* _DATA PROVIDED_
use std::sync::Arc;

use crate::log_record::LogRecord;

/// Capability implemented by every record handler.
///
/// Host bridges depend only on this trait. Implementations are invoked from
/// whichever thread emitted the record, return nothing, and must never
/// panic or block indefinitely.
pub trait LogHandler: Send + Sync {
    fn handle(&self, record: &LogRecord);
}

impl<T: LogHandler + ?Sized> LogHandler for Arc<T> {
    fn handle(&self, record: &LogRecord) {
        (**self).handle(record);
    }
}

impl<T: LogHandler + ?Sized> LogHandler for Box<T> {
    fn handle(&self, record: &LogRecord) {
        (**self).handle(record);
    }
}
//! Shared helpers for integration tests.

pub mod mock_server;

#[allow(unused_imports)]
pub use mock_server::{CapturedRequest, spawn_ingest_server, spawn_raw_server, tcp_listener};
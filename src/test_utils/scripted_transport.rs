//! Transport double that replays scripted responses and records each POST.

use std::collections::VecDeque;

use parking_lot::Mutex;

use crate::client::{Transport, TransportError};

/// One request observed by [`ScriptedTransport`].
#[derive(Clone, Debug)]
pub struct CapturedPost {
    pub url: String,
    pub token: String,
    pub body: serde_json::Value,
}

/// Replays queued responses in order; answers 200 once the script runs out.
#[derive(Default)]
pub struct ScriptedTransport {
    responses: Mutex<VecDeque<Result<u16, TransportError>>>,
    calls: Mutex<Vec<CapturedPost>>,
}

impl ScriptedTransport {
    pub fn with_statuses(statuses: &[u16]) -> Self {
        Self::with_responses(statuses.iter().map(|&status| Ok(status)))
    }

    pub fn with_responses(
        responses: impl IntoIterator<Item = Result<u16, TransportError>>,
    ) -> Self {
        Self {
            responses: Mutex::new(responses.into_iter().collect()),
            calls: Mutex::default(),
        }
    }

    pub fn calls(&self) -> Vec<CapturedPost> {
        self.calls.lock().clone()
    }

    pub fn call_count(&self) -> usize {
        self.calls.lock().len()
    }
}

impl Transport for ScriptedTransport {
    fn post(&self, url: &str, token: &str, body: &str) -> Result<u16, TransportError> {
        self.calls.lock().push(CapturedPost {
            url: url.to_owned(),
            token: token.to_owned(),
            body: serde_json::from_str(body).expect("client posts valid JSON"),
        });
        self.responses.lock().pop_front().unwrap_or(Ok(200))
    }
}
//! Builder for [`VibexHandler`](super::VibexHandler).

use std::sync::Arc;

use crate::{
    client::{
        BuildError, ClientState, DisableReason, VibexClient, VibexClientBuilder, VibexConfig,
    },
    console::ConsoleSink,
    formatter::{RecordFormatter, SharedFormatter},
};

use super::VibexHandler;

/// Builder for constructing [`VibexHandler`] instances.
///
/// Defaults: console passthrough on, passthrough-on-failure off, quiet.
/// When no client is supplied one is built from the configuration (or the
/// environment) using the client options set here. An explicit
/// [`with_verbose`](Self::with_verbose) overrides the verbosity chosen in
/// the client options.
#[derive(Clone, Debug)]
pub struct VibexHandlerBuilder {
    client: Option<Arc<VibexClient>>,
    client_options: VibexClientBuilder,
    console: Option<ConsoleSink>,
    formatter: Option<SharedFormatter>,
    passthrough_console: bool,
    passthrough_on_failure: bool,
    verbose: Option<bool>,
}

impl Default for VibexHandlerBuilder {
    fn default() -> Self {
        Self {
            client: None,
            client_options: VibexClientBuilder::new(),
            console: None,
            formatter: None,
            passthrough_console: true,
            passthrough_on_failure: false,
            verbose: None,
        }
    }
}

impl VibexHandlerBuilder {
    pub fn new() -> Self {
        Self::default()
    }

    /// Share an existing client (and its kill switch) with this handler.
    pub fn with_client(mut self, client: Arc<VibexClient>) -> Self {
        self.client = Some(client);
        self
    }

    /// Use an explicit configuration instead of the environment.
    pub fn with_config(mut self, config: VibexConfig) -> Self {
        self.client_options = self.client_options.with_config(config);
        self
    }

    /// Customise the client built by this builder.
    pub fn with_client_options(
        mut self,
        configure: impl FnOnce(VibexClientBuilder) -> VibexClientBuilder,
    ) -> Self {
        self.client_options = configure(self.client_options);
        self
    }

    /// Write passthrough lines somewhere other than stderr.
    pub fn with_console(mut self, console: ConsoleSink) -> Self {
        self.console = Some(console);
        self
    }

    pub fn with_formatter<F>(mut self, formatter: F) -> Self
    where
        F: RecordFormatter + 'static,
    {
        self.formatter = Some(SharedFormatter::new(formatter));
        self
    }

    /// Always echo records to the console before shipping them.
    pub fn with_passthrough_console(mut self, enabled: bool) -> Self {
        self.passthrough_console = enabled;
        self
    }

    /// Echo records whose send did not succeed.
    ///
    /// Only consulted when console passthrough is off.
    pub fn with_passthrough_on_failure(mut self, enabled: bool) -> Self {
        self.passthrough_on_failure = enabled;
        self
    }

    /// Print client diagnostics, including why the client is disabled.
    ///
    /// With a shared client from [`with_client`](Self::with_client) the
    /// client keeps its own verbosity; the handler only reports missing
    /// configuration on its console.
    pub fn with_verbose(mut self, verbose: bool) -> Self {
        self.verbose = Some(verbose);
        self
    }

    pub fn build(self) -> Result<VibexHandler, BuildError> {
        let console = self.console.unwrap_or_default();
        let client = match self.client {
            Some(client) => {
                if self.verbose == Some(true) {
                    report_shared_disabled(&client, &console);
                }
                client
            }
            None => {
                let options = match self.verbose {
                    Some(verbose) => self.client_options.with_verbose(verbose),
                    None => self.client_options,
                };
                Arc::new(options.build()?)
            }
        };
        Ok(VibexHandler::from_parts(
            client,
            console,
            self.formatter.unwrap_or_default(),
            self.passthrough_console,
            self.passthrough_on_failure,
        ))
    }
}

fn report_shared_disabled(client: &VibexClient, console: &ConsoleSink) {
    if client.state() == ClientState::Disabled(DisableReason::InvalidConfig) {
        console.write_line(&format!(
            "Vibex SDK disabled: Missing configuration: {}",
            client.config().missing().join(", ")
        ));
    }
}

* _PROMPT_
Print out all the material above, unaltered.

* _TASK RESULT_
use std::sync::Arc;

use crate::log_record::LogRecord;

/// Capability implemented by every record handler.
///
/// Host bridges depend only on this trait. Implementations are invoked from
/// whichever thread emitted the record, return nothing, and must never
/// panic or block indefinitely.
pub trait LogHandler: Send + Sync {
    fn handle(&self, record: &LogRecord);
}

impl<T: LogHandler + ?Sized> LogHandler for Arc<T> {
    fn handle(&self, record: &LogRecord) {
        (**self).handle(record);
    }
}

impl<T: LogHandler + ?Sized> LogHandler for Box<T> {
    fn handle(&self, record: &LogRecord) {
        (**self).handle(record);
    }
}
//! Shared helpers for integration tests.

pub mod mock_server;

#[allow(unused_imports)]
pub use mock_server::{CapturedRequest, spawn_ingest_server, spawn_raw_server, tcp_listener};
filename src/test_utils/scripted_transport.rs
//! Transport double that replays scripted responses and records each POST.

use std::collections::VecDeque;

use parking_lot::Mutex;

use crate::client::{Transport, TransportError};

/// One request observed by [`ScriptedTransport`].
#[derive(Clone, Debug)]
pub struct CapturedPost {
    pub url: String,
    pub token: String,
    pub body: serde_json::Value,
}

/// Replays queued responses in order; answers 200 once the script runs out.
#[derive(Default)]
pub struct ScriptedTransport {
    responses: Mutex<VecDeque<Result<u16, TransportError>>>,
    calls: Mutex<Vec<CapturedPost>>,
}

impl ScriptedTransport {
    pub fn with_statuses(statuses: &[u16]) -> Self {
        Self::with_responses(statuses.iter().map(|&status| Ok(status)))
    }

    pub fn with_responses(
        responses: impl IntoIterator<Item = Result<u16, TransportError>>,
    ) -> Self {
        Self {
            responses: Mutex::new(responses.into_iter().collect()),
            calls: Mutex::default(),
        }
    }

    pub fn calls(&self) -> Vec<CapturedPost> {
        self.calls.lock().clone()
    }

    pub fn call_count(&self) -> usize {
        self.calls.lock().len()
    }
}

impl Transport for ScriptedTransport {
    fn post(&self, url: &str, token: &str, body: &str) -> Result<u16, TransportError> {
        self.calls.lock().push(CapturedPost {
            url: url.to_owned(),
            token: token.to_owned(),
            body: serde_json::from_str(body).expect("client posts valid JSON"),
        });
        self.responses.lock().pop_front().unwrap_or(Ok(200))
    }
}
//! Builder for [`VibexHandler`](super::VibexHandler).

use std::sync::Arc;

use crate::{
    client::{
        BuildError, ClientState, DisableReason, VibexClient, VibexClientBuilder, VibexConfig,
    },
    console::ConsoleSink,
    formatter::{RecordFormatter, SharedFormatter},
};

use super::VibexHandler;

/// Builder for constructing [`VibexHandler`] instances.
///
/// Defaults: console passthrough on, passthrough-on-failure off, quiet.
/// When no client is supplied one is built from the configuration (or the
/// environment) using the client options set here. An explicit
/// [`with_verbose`](Self::with_verbose) overrides the verbosity chosen in
/// the client options.
#[derive(Clone, Debug)]
pub struct VibexHandlerBuilder {
    client: Option<Arc<VibexClient>>,
    client_options: VibexClientBuilder,
    console: Option<ConsoleSink>,
    formatter: Option<SharedFormatter>,
    passthrough_console: bool,
    passthrough_on_failure: bool,
    verbose: Option<bool>,
}

impl Default for VibexHandlerBuilder {
    fn default() -> Self {
        Self {
            client: None,
            client_options: VibexClientBuilder::new(),
            console: None,
            formatter: None,
            passthrough_console: true,
            passthrough_on_failure: false,
            verbose: None,
        }
    }
}

impl VibexHandlerBuilder {
    pub fn new() -> Self {
        Self::default()
    }

    /// Share an existing client (and its kill switch) with this handler.
    pub fn with_client(mut self, client: Arc<VibexClient>) -> Self {
        self.client = Some(client);
        self
    }

    /// Use an explicit configuration instead of the environment.
    pub fn with_config(mut self, config: VibexConfig) -> Self {
        self.client_options = self.client_options.with_config(config);
        self
    }

    /// Customise the client built by this builder.
    pub fn with_client_options(
        mut self,
        configure: impl FnOnce(VibexClientBuilder) -> VibexClientBuilder,
    ) -> Self {
        self.client_options = configure(self.client_options);
        self
    }

    /// Write passthrough lines somewhere other than stderr.
    pub fn with_console(mut self, console: ConsoleSink) -> Self {
        self.console = Some(console);
        self
    }

    pub fn with_formatter<F>(mut self, formatter: F) -> Self
    where
        F: RecordFormatter + 'static,
    {
        self.formatter = Some(SharedFormatter::new(formatter));
        self
    }

    /// Always echo records to the console before shipping them.
    pub fn with_passthrough_console(mut self, enabled: bool) -> Self {
        self.passthrough_console = enabled;
        self
    }

    /// Echo records whose send did not succeed.
    ///
    /// Only consulted when console passthrough is off.
    pub fn with_passthrough_on_failure(mut self, enabled: bool) -> Self {
        self.passthrough_on_failure = enabled;
        self
    }

    /// Print client diagnostics, including why the client is disabled.
    ///
    /// With a shared client from [`with_client`](Self::with_client) the
    /// client keeps its own verbosity; the handler only reports missing
    /// configuration on its console.
    pub fn with_verbose(mut self, verbose: bool) -> Self {
        self.verbose = Some(verbose);
        self
    }

    pub fn build(self) -> Result<VibexHandler, BuildError> {
        let console = self.console.unwrap_or_default();
        let client = match self.client {
            Some(client) => {
                if self.verbose == Some(true) {
                    report_shared_disabled(&client, &console);
                }
                client
            }
            None => {
                let options = match self.verbose {
                    Some(verbose) => self.client_options.with_verbose(verbose),
                    None => self.client_options,
                };
                Arc::new(options.build()?)
            }
        };
        Ok(VibexHandler::from_parts(
            client,
            console,
            self.formatter.unwrap_or_default(),
            self.passthrough_console,
            self.passthrough_on_failure,
        ))
    }
}

fn report_shared_disabled(client: &VibexClient, console: &ConsoleSink) {
    if client.state() == ClientState::Disabled(DisableReason::InvalidConfig) {
        console.write_line(&format!(
            "Vibex SDK disabled: Missing configuration: {}",
            client.config().missing().join(", ")
        ));
    }
}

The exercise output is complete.